Глава XXI. ТАК НАЗЫВАЕМЫЕ ПСИХИЧЕСКИЕ «СИЛЫ»
Чтобы покончить с магией и тому подобными вещами, мы должны также обратиться к другому вопросу — о так называемых психических «силах»; последний, в свою очередь, приводит нас прямо к тому, что касается инициации или, скорее, заблуждений на ее счет, — ведь, как мы сказали вначале, ей приписывается цель «развития скрытых психических сил» в человеке. Это, по сути, есть не что иное, как способность производить «феномены», более или менее экстраординарные; и фактически большинство псевдоэзотерических или псевдоинициатических школ современного Запада не предлагают ничего другого; это настоящая мания у большинства их членов, которые настолько заблуждаются относительно возможностей упомянутых «сил», что принимают их за признак духовного развития, а подчас за его завершение; однако, даже если эти «силы» не являются просто плодом воображения, то относятся единственно к психической сфере, в действительности не имеющей ничего общего со сферой духовной, и чаще всего представляют препятствие обретению всякой истинной духовности.

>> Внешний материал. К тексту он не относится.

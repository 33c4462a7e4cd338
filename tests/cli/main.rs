use std::{
    fs,
    path::{Path, PathBuf},
    process::{Command, Output},
};

use anyhow::{Context, Ok, Result};
use insta_cmd::get_cargo_bin;
use tempfile::TempDir;

mod check;
mod keys;
mod locales;

const BIN_NAME: &str = "phrasebook";

pub struct CliTest {
    _temp_dir: TempDir,
    project_dir: PathBuf,
}

impl CliTest {
    pub fn new() -> Result<Self> {
        let temp_dir = TempDir::new()?;
        let project_dir = temp_dir.path().canonicalize()?;
        // Stop config lookup from escaping the temp project.
        fs::create_dir(project_dir.join(".git"))?;
        Ok(Self {
            _temp_dir: temp_dir,
            project_dir,
        })
    }

    /// A project with `messages/<locale>.json` files.
    pub fn with_messages(files: &[(&str, &str)]) -> Result<Self> {
        let test = Self::new()?;
        for (locale, content) in files {
            test.write_file(&format!("messages/{}.json", locale), content)?;
        }
        Ok(test)
    }

    pub fn write_file(&self, path: &str, content: &str) -> Result<()> {
        let file_path = self.project_dir.join(path);

        if let Some(parent) = file_path.parent() {
            fs::create_dir_all(parent)
                .with_context(|| format!("Failed to create directory:{}", parent.display()))?;
        }

        fs::write(&file_path, content)
            .with_context(|| format!("Failed to write file: {}", file_path.display()))?;

        Ok(())
    }

    pub fn root(&self) -> &Path {
        &self.project_dir
    }

    pub fn command(&self) -> Command {
        let mut cmd = Command::new(get_cargo_bin(BIN_NAME));
        cmd.current_dir(&self.project_dir);
        cmd.env_clear();
        cmd.env("NO_COLOR", "1"); // Disable colors for consistent test output
        cmd
    }

    pub fn translate_command(&self, token: &str) -> Command {
        let mut cmd = self.command();
        cmd.arg("translate").arg(token);
        cmd
    }

    pub fn read_file(&self, path: &str) -> Result<String> {
        let file_path = self.project_dir.join(path);
        fs::read_to_string(&file_path)
            .with_context(|| format!("Failed to read file: {}", file_path.display()))
    }
}

/// Exit code, stdout and stderr of a finished command.
pub struct RunOutput {
    pub code: Option<i32>,
    pub stdout: String,
    pub stderr: String,
}

pub fn run(cmd: &mut Command) -> Result<RunOutput> {
    let Output {
        status,
        stdout,
        stderr,
    } = cmd.output().context("Failed to run command")?;
    Ok(RunOutput {
        code: status.code(),
        stdout: String::from_utf8(stdout)?,
        stderr: String::from_utf8(stderr)?,
    })
}
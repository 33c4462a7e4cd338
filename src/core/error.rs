//! Error types for dictionary ingestion and translation.

use thiserror::Error;

use super::locale::LocaleCode;

/// Why a resolved leaf cannot produce text.
#[derive(Debug, Clone, PartialEq, Eq, Error)]
pub enum MalformedReason {
    /// A variant map key that is not a non-negative integer.
    #[error("variant key '{key}' is not a non-negative integer")]
    NonNumericKey { key: String },
    /// A variant map without entries.
    #[error("variant map has no entries")]
    EmptyVariants,
    /// The token points at a nested group of phrases instead of a leaf.
    #[error("token resolves to a group of phrases, not a phrase")]
    NotALeaf,
}

/// Recoverable failures of a single translation.
///
/// [`Provider::translate`](super::Provider::translate) converts these into
/// warnings and returns the token; [`Provider::try_translate`](super::Provider::try_translate)
/// hands them to the caller.
#[derive(Debug, Clone, PartialEq, Eq, Error)]
pub enum TranslateError {
    #[error("no dictionary found for locale '{locale}' (token '{token}')")]
    NoDictionary { locale: LocaleCode, token: String },
    #[error("no phrase could be matched to token '{token}' in locale '{locale}'")]
    NotFound { locale: LocaleCode, token: String },
    #[error("malformed phrase '{token}' in locale '{locale}': {reason}")]
    MalformedPhrase {
        locale: LocaleCode,
        token: String,
        reason: MalformedReason,
    },
}

impl TranslateError {
    pub fn token(&self) -> &str {
        match self {
            Self::NoDictionary { token, .. }
            | Self::NotFound { token, .. }
            | Self::MalformedPhrase { token, .. } => token,
        }
    }

    pub fn locale(&self) -> &LocaleCode {
        match self {
            Self::NoDictionary { locale, .. }
            | Self::NotFound { locale, .. }
            | Self::MalformedPhrase { locale, .. } => locale,
        }
    }
}

/// Failures while turning JSON into a dictionary.
#[derive(Debug, Clone, PartialEq, Eq, Error)]
pub enum DictionaryError {
    #[error("dictionary root must be a JSON object, found {kind}")]
    RootNotObject { kind: &'static str },
    #[error("unsupported {kind} value at '{path}'; phrases must be strings, objects or arrays")]
    UnsupportedValue { path: String, kind: &'static str },
}
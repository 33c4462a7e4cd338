//! CLI argument definitions using clap.
//!
//! ## Commands
//!
//! - `translate`: Translate one token against the project's message files
//! - `keys`: List every token of a locale with a preview of its phrase
//! - `locales`: List loaded locales and the inferred initial locale
//! - `check`: Compare locales against the reference locale
//! - `init`: Initialize a phrasebook configuration file
//! - `serve`: Start MCP server for AI integration

use std::path::PathBuf;

use clap::{Args, CommandFactory, Parser, Subcommand};

#[derive(Debug, Parser)]
#[command(author, version, about, long_about = None)]
pub struct Arguments {
    #[command(subcommand)]
    pub command: Option<Command>,
}

impl Arguments {
    /// Check if a command was provided, otherwise print help and return None.
    pub fn with_command_or_help(self) -> Option<Self> {
        if self.command.is_none() {
            Self::command().print_help().ok();
            None
        } else {
            Some(self)
        }
    }

    /// Get the verbose flag from the command's common args.
    pub fn verbose(&self) -> bool {
        self.common().is_some_and(|common| common.verbose)
    }

    pub fn common(&self) -> Option<&CommonArgs> {
        match &self.command {
            Some(Command::Translate(cmd)) => Some(&cmd.common),
            Some(Command::Keys(cmd)) => Some(&cmd.common),
            Some(Command::Locales(cmd)) => Some(&cmd.common),
            Some(Command::Check(cmd)) => Some(&cmd.common),
            Some(Command::Init) | Some(Command::Serve) | None => None,
        }
    }
}

/// Common arguments shared by all commands.
#[derive(Debug, Clone, Default, Args)]
pub struct CommonArgs {
    /// Messages directory path (overrides config file)
    #[arg(long)]
    pub messages_root: Option<PathBuf>,

    /// Preferred initial locale (overrides config file)
    #[arg(long)]
    pub default_locale: Option<String>,

    /// Enable verbose output
    #[arg(short, long)]
    pub verbose: bool,
}

#[derive(Debug, Args)]
pub struct TranslateCommand {
    /// Dot-separated token, e.g. `nav.home` or `cart.items.[...]`
    pub token: String,

    /// Translate in this locale instead of the current one
    #[arg(long)]
    pub locale: Option<String>,

    /// Interpolation data as a JSON object, e.g. '{"name": "Ada"}'
    #[arg(long)]
    pub data: Option<String>,

    /// Count used for variant selection (overrides `count` in --data)
    #[arg(long, allow_negative_numbers = true)]
    pub count: Option<f64>,

    #[command(flatten)]
    pub common: CommonArgs,
}

#[derive(Debug, Args)]
pub struct KeysCommand {
    /// Locale to list (default: the inferred initial locale)
    #[arg(long)]
    pub locale: Option<String>,

    #[command(flatten)]
    pub common: CommonArgs,
}

#[derive(Debug, Args)]
pub struct LocalesCommand {
    #[command(flatten)]
    pub common: CommonArgs,
}

#[derive(Debug, Args)]
pub struct CheckCommand {
    #[command(flatten)]
    pub common: CommonArgs,
}

#[derive(Debug, Subcommand)]
pub enum Command {
    /// Translate a token using the project's message files
    Translate(TranslateCommand),
    /// List every token of a locale with a preview of its phrase
    Keys(KeysCommand),
    /// List loaded locales and their key counts
    Locales(LocalesCommand),
    /// Check locales for missing, extra and mismatched tokens
    Check(CheckCommand),
    /// Initialize a new .phrasebookrc.json configuration file
    Init,
    /// Start MCP server for AI coding agents
    Serve,
}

Эта иллюзия относительно природы и значения упомянутых «сил» чаще всего связана с чрезмерным интересом к «магии», в основе которой также лежит, как мы уже отметили, страсть к «феноменам», столь характерная для современной западной ментальности; но здесь возникает другая ошибка, которую стоит отметить: дело в том, что не существует «магических сил» — хотя такое выражение встречается на каждом шагу, — и не только у тех, о ком мы упоминаем, но также — в силу курьезного согласия в заблуждении — у тех, кто пытается бороться с этими тенденциями, пребывая в не меньшем неведении, нежели первые, относительно сути вещей. Магию следует трактовать как естественную и экспериментальную науку, каковой она и является в действительности; сколь бы странными или исключительными ни были феномены, которыми она занимается, они не становятся от этого более «трансцендентными», чем другие; маг, вызывая подобные феномены, достигает этого, просто применяя свое знание некоторых естественных законов, — законов тонкого мира, к которому принадлежат «силы», приводимые им в действие. Следовательно, в этом нет никакой исключительной «силы», как нет ее у того, кто, изучив какую-либо науку, применяет ее результаты на практике; скажут ли, например, что врач владеет «силами», если он, зная, какое лекарство подходит при той или иной болезни, исцеляет больного при помощи указанного лекарства? Между магом и обладателем психических «сил» имеется различие, вполне сопоставимое с разницей, существующей на телесном уровне между тем, кто исполняет определенную работу с помощью машины, и тем, кто осуществляет ее единственно благодаря силе или ловкости своего организма; тот и другой действуют в одной области, но разными способами. С другой стороны, идет ли речь о магии или о «силах» — в любом случае, повторяем, в этом нет абсолютно ничего ни духовного, ни инициатического; если мы отмечаем различие между этими двумя вещами, то не потому, что ставим одно выше другого; но всегда необходимо точно знать, о чем идет речь, и рассеивать заблуждение по этому предмету.